What the task asks: Go through the records below and return each line that has "RpcImportError" in it.

Dataset content:
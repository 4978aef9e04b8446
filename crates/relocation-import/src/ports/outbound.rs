//! # Outbound Ports
//!
//! Traits for the collaborators the engine drives: per-kind importers, the
//! live store, the regional outbox, the naming service and the control plane
//! transport.

use async_trait::async_trait;
use parking_lot::Mutex;
use shared_types::{ChunkReplica, ImportOk, ImportRequest, KindName, PrimaryKey, RpcImportError};
use std::collections::BTreeMap;

use crate::domain::{DecryptError, NamingError, OutboxError, StoreError, TransportError};

/// Validates and persists one batch of one kind - outbound port.
///
/// Implementations may run in-process or forward the request to the domain
/// owning the kind.
#[async_trait]
pub trait Importer: Send + Sync {
    /// Import the batch and report the translations it produced.
    async fn import_batch(&self, request: ImportRequest) -> Result<ImportOk, RpcImportError>;
}

/// Live store of the current domain - outbound port.
#[async_trait]
pub trait LiveStore: Send + Sync {
    /// Open the enclosing transaction.
    async fn begin(&self) -> Result<(), StoreError>;

    /// Commit the enclosing transaction.
    async fn commit(&self) -> Result<(), StoreError>;

    /// Discard everything written since `begin`.
    async fn rollback(&self) -> Result<(), StoreError>;

    /// Delete every record of `kind`.
    async fn clear_kind(&self, kind: &KindName) -> Result<(), StoreError>;

    /// Restart the identifier sequence of `kind`.
    async fn reset_sequence(&self, kind: &KindName) -> Result<(), StoreError>;

    /// Replica previously written for `(import_uuid, kind, min_ordinal)`.
    async fn find_chunk_replica(
        &self,
        import_uuid: &str,
        kind: &KindName,
        min_ordinal: u64,
    ) -> Result<Option<ChunkReplica>, StoreError>;

    /// Persist a replica.
    async fn insert_chunk_replica(&self, replica: ChunkReplica) -> Result<(), StoreError>;
}

/// Backlog of regional side effects, sharded per tenant - outbound port.
#[async_trait]
pub trait RegionOutbox: Send + Sync {
    /// Deliver every pending side effect of one tenant.
    async fn drain_shard(&self, tenant_id: PrimaryKey) -> Result<(), OutboxError>;
}

/// Global naming authority in the control domain - outbound port.
#[async_trait]
pub trait NamingService: Send + Sync {
    /// Commit `tenant id → final name` in one call.
    async fn bulk_commit_names(&self, names: BTreeMap<PrimaryKey, String>)
        -> Result<(), NamingError>;
}

/// Request/response channel into the control domain - outbound port.
#[async_trait]
pub trait ControlPlaneTransport: Send + Sync {
    /// Invoke `method` with an encoded payload.
    async fn call(&self, method: &str, payload: Vec<u8>) -> Result<Vec<u8>, TransportError>;
}

/// Snapshot container decryption.
pub trait Decryptor: Send + Sync {
    /// Return the plain snapshot bytes.
    fn decrypt(&self, bytes: &[u8]) -> Result<Vec<u8>, DecryptError>;
}

/// Progress and error output of the invoking tool.
pub trait Printer: Send + Sync {
    /// Emit one message.
    fn echo(&self, text: &str, is_err: bool);
}

// =============================================================================
// Simple Implementations
// =============================================================================

/// Printer that discards everything.
#[derive(Debug, Default, Clone, Copy)]
pub struct NoopPrinter;

impl Printer for NoopPrinter {
    fn echo(&self, _text: &str, _is_err: bool) {}
}

/// Printer that keeps every message, for tests and embedders.
#[derive(Debug, Default)]
pub struct CollectingPrinter {
    lines: Mutex<Vec<(String, bool)>>,
}

impl CollectingPrinter {
    /// Create an empty printer.
    pub fn new() -> Self {
        Self::default()
    }

    /// Every message with its error flag.
    pub fn lines(&self) -> Vec<(String, bool)> {
        self.lines.lock().clone()
    }

    /// Messages emitted as errors.
    pub fn errors(&self) -> Vec<String> {
        self.lines
            .lock()
            .iter()
            .filter(|(_, is_err)| *is_err)
            .map(|(text, _)| text.clone())
            .collect()
    }
}

impl Printer for CollectingPrinter {
    fn echo(&self, text: &str, is_err: bool) {
        self.lines.lock().push((text.to_string(), is_err));
    }
}

/// Decryptor for snapshots that are not encrypted.
#[derive(Debug, Default, Clone, Copy)]
pub struct PlaintextDecryptor;

impl Decryptor for PlaintextDecryptor {
    fn decrypt(&self, bytes: &[u8]) -> Result<Vec<u8>, DecryptError> {
        Ok(bytes.to_vec())
    }
}
//! # Scope Filter Builder
//!
//! First pass over the snapshot. Turns a requested allow-list (usernames or
//! organization slugs) into the complete set of filters the importers need,
//! before anything is persisted.
//!
//! Only the filter-relevant kinds are scanned and the scan stops once their
//! contiguous block ends.

use shared_types::{Filter, FieldValue, ImportScope, PrimaryKey, Record, PK_FIELD};
use std::collections::{BTreeMap, BTreeSet};

use crate::config::WellKnownKinds;
use crate::domain::ImportingError;

/// Field holding a user's login name.
pub const USERNAME_FIELD: &str = "username";
/// Field holding an organization's slug.
pub const SLUG_FIELD: &str = "slug";
/// Field holding a contact address, on users and on emails.
pub const EMAIL_FIELD: &str = "email";
/// Membership field referencing the user.
pub const MEMBER_USER_FIELD: &str = "user";
/// Membership field referencing the organization.
pub const MEMBER_ORGANIZATION_FIELD: &str = "organization";

/// Reject filters the scope cannot honor.
pub fn validate_filter(
    scope: ImportScope,
    filter: Option<&Filter>,
    kinds: &WellKnownKinds,
) -> Result<(), ImportingError> {
    let Some(filter) = filter else {
        return Ok(());
    };

    if scope == ImportScope::Global {
        return Err(ImportingError::FilterMisuse(
            "global imports cannot be filtered".to_string(),
        ));
    }

    if filter.kind == kinds.organization {
        if scope != ImportScope::Organization {
            return Err(ImportingError::FilterMisuse(format!(
                "organization filters are only allowed in the organization scope, not {scope}"
            )));
        }
        if filter.field != SLUG_FIELD {
            return Err(ImportingError::FilterMisuse(format!(
                "organizations can only be filtered by {SLUG_FIELD}"
            )));
        }
        return Ok(());
    }

    if filter.kind == kinds.user {
        if !matches!(scope, ImportScope::User | ImportScope::Config) {
            return Err(ImportingError::FilterMisuse(format!(
                "user filters are only allowed in the user and config scopes, not {scope}"
            )));
        }
        if filter.field != USERNAME_FIELD {
            return Err(ImportingError::FilterMisuse(format!(
                "users can only be filtered by {USERNAME_FIELD}"
            )));
        }
        return Ok(());
    }

    Err(ImportingError::FilterMisuse(format!(
        "filtering on {} is not supported",
        filter.kind
    )))
}

/// Expand a validated filter into every filter the run needs.
pub fn build_filters(
    records: &[Record],
    requested: Option<&Filter>,
    kinds: &WellKnownKinds,
) -> Vec<Filter> {
    let Some(requested) = requested else {
        return Vec::new();
    };

    if requested.kind == kinds.organization {
        organization_filters(records, requested, kinds)
    } else {
        user_filters(records, requested, kinds)
    }
}

fn organization_filters(
    records: &[Record],
    requested: &Filter,
    kinds: &WellKnownKinds,
) -> Vec<Filter> {
    let mut user_emails: BTreeMap<PrimaryKey, String> = BTreeMap::new();
    let mut org_pks: BTreeSet<PrimaryKey> = BTreeSet::new();
    let mut user_pks: BTreeSet<PrimaryKey> = BTreeSet::new();
    let mut seen_member = false;

    for record in records {
        if record.kind == kinds.user {
            if let Some(email) = record.str_field(EMAIL_FIELD) {
                user_emails.insert(record.pk, email.to_string());
            }
        } else if record.kind == kinds.organization {
            if requested.admits(record) {
                org_pks.insert(record.pk);
            }
        } else if record.kind == kinds.organization_member {
            seen_member = true;
            let in_allowed_org = record
                .int_field(MEMBER_ORGANIZATION_FIELD)
                .is_some_and(|org| org_pks.contains(&org));
            if in_allowed_org {
                if let Some(user) = record.int_field(MEMBER_USER_FIELD) {
                    user_pks.insert(user);
                }
            }
        } else if seen_member {
            break;
        }
    }

    let emails: BTreeSet<String> = user_pks
        .iter()
        .filter_map(|pk| user_emails.get(pk).cloned())
        .collect();

    tracing::debug!(
        organizations = org_pks.len(),
        users = user_pks.len(),
        "Built organization scope filters"
    );

    vec![
        requested.clone(),
        Filter::new(kinds.user.clone(), PK_FIELD, user_pks),
        Filter::new(kinds.email.clone(), EMAIL_FIELD, emails),
    ]
}

fn user_filters(records: &[Record], requested: &Filter, kinds: &WellKnownKinds) -> Vec<Filter> {
    let mut emails: BTreeSet<FieldValue> = BTreeSet::new();
    let mut seen_user = false;

    for record in records {
        if record.kind == kinds.user {
            seen_user = true;
            if requested.admits(record) {
                if let Some(email) = record.str_field(EMAIL_FIELD) {
                    emails.insert(FieldValue::from(email));
                }
            }
        } else if seen_user {
            break;
        }
    }

    vec![
        requested.clone(),
        Filter {
            kind: kinds.email.clone(),
            field: EMAIL_FIELD.to_string(),
            values: emails,
        },
    ]
}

Exercise output:
use shared_types::{ChunkReplica, ImportOk, ImportRequest, KindName, PrimaryKey, RpcImportError};
    async fn import_batch(&self, request: ImportRequest) -> Result<ImportOk, RpcImportError>;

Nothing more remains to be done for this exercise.